START Data for this task

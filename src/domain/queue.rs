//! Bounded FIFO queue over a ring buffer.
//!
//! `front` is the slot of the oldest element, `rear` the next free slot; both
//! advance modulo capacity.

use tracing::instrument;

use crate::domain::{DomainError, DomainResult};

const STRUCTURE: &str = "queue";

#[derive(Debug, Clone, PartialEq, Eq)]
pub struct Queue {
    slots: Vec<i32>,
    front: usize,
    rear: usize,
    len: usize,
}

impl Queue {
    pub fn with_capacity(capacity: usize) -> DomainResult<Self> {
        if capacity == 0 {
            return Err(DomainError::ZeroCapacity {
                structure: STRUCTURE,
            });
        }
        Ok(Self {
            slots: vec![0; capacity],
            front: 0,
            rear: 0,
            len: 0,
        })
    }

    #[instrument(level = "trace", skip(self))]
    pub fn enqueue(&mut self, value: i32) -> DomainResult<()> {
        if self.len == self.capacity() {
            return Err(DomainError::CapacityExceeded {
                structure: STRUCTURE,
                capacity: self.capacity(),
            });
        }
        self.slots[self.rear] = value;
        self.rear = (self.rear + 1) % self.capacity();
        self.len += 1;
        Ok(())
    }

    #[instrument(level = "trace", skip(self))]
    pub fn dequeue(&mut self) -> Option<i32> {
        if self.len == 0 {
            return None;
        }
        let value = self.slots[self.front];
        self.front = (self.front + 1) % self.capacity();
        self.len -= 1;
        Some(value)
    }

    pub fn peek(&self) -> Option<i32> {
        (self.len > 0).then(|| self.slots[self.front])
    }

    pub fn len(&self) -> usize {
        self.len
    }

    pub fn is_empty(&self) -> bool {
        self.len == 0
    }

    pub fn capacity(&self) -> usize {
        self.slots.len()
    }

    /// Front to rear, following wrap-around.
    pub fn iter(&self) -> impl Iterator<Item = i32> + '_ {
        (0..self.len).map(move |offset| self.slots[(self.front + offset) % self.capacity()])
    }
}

END Data for this task

### Action item
Each entry needs to be transcribed exactly.

### Answer to this problem
filename src/domain/queue.rs
//! Bounded FIFO queue over a ring buffer.
//!
//! `front` is the slot of the oldest element, `rear` the next free slot; both
//! advance modulo capacity.

use tracing::instrument;

use crate::domain::{DomainError, DomainResult};

const STRUCTURE: &str = "queue";

#[derive(Debug, Clone, PartialEq, Eq)]
pub struct Queue {
    slots: Vec<i32>,
    front: usize,
    rear: usize,
    len: usize,
}

impl Queue {
    pub fn with_capacity(capacity: usize) -> DomainResult<Self> {
        if capacity == 0 {
            return Err(DomainError::ZeroCapacity {
                structure: STRUCTURE,
            });
        }
        Ok(Self {
            slots: vec![0; capacity],
            front: 0,
            rear: 0,
            len: 0,
        })
    }

    #[instrument(level = "trace", skip(self))]
    pub fn enqueue(&mut self, value: i32) -> DomainResult<()> {
        if self.len == self.capacity() {
            return Err(DomainError::CapacityExceeded {
                structure: STRUCTURE,
                capacity: self.capacity(),
            });
        }
        self.slots[self.rear] = value;
        self.rear = (self.rear + 1) % self.capacity();
        self.len += 1;
        Ok(())
    }

    #[instrument(level = "trace", skip(self))]
    pub fn dequeue(&mut self) -> Option<i32> {
        if self.len == 0 {
            return None;
        }
        let value = self.slots[self.front];
        self.front = (self.front + 1) % self.capacity();
        self.len -= 1;
        Some(value)
    }

    pub fn peek(&self) -> Option<i32> {
        (self.len > 0).then(|| self.slots[self.front])
    }

    pub fn len(&self) -> usize {
        self.len
    }

    pub fn is_empty(&self) -> bool {
        self.len == 0
    }

    pub fn capacity(&self) -> usize {
        self.slots.len()
    }

    /// Front to rear, following wrap-around.
    pub fn iter(&self) -> impl Iterator<Item = i32> + '_ {
        (0..self.len).map(move |offset| self.slots[(self.front + offset) % self.capacity()])
    }
}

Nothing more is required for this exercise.